### WHAT THIS TASK INVOLVES:
Show me each line of the listing below where the word "AddAssign" appears.

################

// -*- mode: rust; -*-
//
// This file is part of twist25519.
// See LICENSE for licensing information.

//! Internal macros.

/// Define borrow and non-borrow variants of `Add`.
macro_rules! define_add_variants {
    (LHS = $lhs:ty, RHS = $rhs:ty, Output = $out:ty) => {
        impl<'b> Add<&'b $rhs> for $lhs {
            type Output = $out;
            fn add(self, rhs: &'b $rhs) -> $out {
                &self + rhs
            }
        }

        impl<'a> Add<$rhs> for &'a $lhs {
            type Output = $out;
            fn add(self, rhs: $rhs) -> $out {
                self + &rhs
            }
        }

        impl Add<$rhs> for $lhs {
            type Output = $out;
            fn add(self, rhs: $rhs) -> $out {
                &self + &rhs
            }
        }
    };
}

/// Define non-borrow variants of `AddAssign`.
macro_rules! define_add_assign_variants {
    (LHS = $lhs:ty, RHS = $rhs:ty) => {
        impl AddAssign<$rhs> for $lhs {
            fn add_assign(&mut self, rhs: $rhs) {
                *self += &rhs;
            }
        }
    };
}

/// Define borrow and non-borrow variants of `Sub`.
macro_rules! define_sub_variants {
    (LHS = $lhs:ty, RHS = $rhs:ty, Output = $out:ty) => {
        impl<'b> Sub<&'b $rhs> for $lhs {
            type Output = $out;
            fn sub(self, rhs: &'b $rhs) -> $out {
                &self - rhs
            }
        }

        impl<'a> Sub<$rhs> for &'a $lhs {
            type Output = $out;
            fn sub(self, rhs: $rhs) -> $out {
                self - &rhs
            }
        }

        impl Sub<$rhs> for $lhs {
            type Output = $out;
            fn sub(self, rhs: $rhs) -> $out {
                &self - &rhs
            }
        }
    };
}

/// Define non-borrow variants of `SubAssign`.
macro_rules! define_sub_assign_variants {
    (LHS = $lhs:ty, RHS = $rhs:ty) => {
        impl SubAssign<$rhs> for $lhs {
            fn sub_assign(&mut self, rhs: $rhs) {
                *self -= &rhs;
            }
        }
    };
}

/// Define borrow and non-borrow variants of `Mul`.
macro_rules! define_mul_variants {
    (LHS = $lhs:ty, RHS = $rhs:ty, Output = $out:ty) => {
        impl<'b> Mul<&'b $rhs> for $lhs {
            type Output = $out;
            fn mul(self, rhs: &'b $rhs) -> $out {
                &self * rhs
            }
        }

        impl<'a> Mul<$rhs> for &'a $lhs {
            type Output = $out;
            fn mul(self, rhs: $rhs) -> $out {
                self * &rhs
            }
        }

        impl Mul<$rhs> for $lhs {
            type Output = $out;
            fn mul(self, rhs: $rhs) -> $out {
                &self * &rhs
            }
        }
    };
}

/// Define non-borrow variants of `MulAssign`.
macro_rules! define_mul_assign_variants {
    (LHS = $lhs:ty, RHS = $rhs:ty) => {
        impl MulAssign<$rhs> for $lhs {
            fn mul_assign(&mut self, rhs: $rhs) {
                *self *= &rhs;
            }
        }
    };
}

################

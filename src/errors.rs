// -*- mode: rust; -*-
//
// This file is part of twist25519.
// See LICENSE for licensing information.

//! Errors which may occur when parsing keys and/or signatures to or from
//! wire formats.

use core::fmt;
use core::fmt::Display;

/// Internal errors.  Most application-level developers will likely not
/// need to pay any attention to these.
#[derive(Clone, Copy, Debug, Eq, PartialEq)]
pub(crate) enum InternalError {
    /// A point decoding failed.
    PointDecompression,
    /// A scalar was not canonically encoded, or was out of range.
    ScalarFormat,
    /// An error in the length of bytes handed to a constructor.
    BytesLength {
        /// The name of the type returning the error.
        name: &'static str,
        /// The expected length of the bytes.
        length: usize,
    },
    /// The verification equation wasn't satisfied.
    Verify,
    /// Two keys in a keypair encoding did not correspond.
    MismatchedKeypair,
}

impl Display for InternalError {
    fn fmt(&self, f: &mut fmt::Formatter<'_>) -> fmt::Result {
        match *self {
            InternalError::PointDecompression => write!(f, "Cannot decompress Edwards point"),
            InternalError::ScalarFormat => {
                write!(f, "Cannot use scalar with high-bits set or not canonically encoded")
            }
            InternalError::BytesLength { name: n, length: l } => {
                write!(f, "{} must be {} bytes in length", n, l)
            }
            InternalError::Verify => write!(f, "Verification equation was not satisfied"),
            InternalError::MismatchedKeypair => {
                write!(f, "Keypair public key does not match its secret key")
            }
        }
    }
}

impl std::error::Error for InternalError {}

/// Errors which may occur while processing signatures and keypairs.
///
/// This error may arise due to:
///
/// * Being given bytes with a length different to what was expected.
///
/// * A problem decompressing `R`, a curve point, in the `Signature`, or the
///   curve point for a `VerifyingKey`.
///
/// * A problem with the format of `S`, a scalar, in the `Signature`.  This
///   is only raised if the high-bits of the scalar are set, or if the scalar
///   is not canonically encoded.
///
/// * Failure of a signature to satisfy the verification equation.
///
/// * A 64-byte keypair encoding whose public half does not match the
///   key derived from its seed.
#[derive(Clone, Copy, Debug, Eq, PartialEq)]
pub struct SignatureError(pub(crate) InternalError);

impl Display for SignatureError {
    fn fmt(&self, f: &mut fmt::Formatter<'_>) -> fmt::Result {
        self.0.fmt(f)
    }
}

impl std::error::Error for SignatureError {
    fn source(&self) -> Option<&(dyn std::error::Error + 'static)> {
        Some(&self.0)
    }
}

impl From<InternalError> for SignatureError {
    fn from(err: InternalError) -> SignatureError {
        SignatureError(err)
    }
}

################

### RESPONSE TO THE EXERCISE:
/// Define non-borrow variants of `AddAssign`.
        impl AddAssign<$rhs> for $lhs {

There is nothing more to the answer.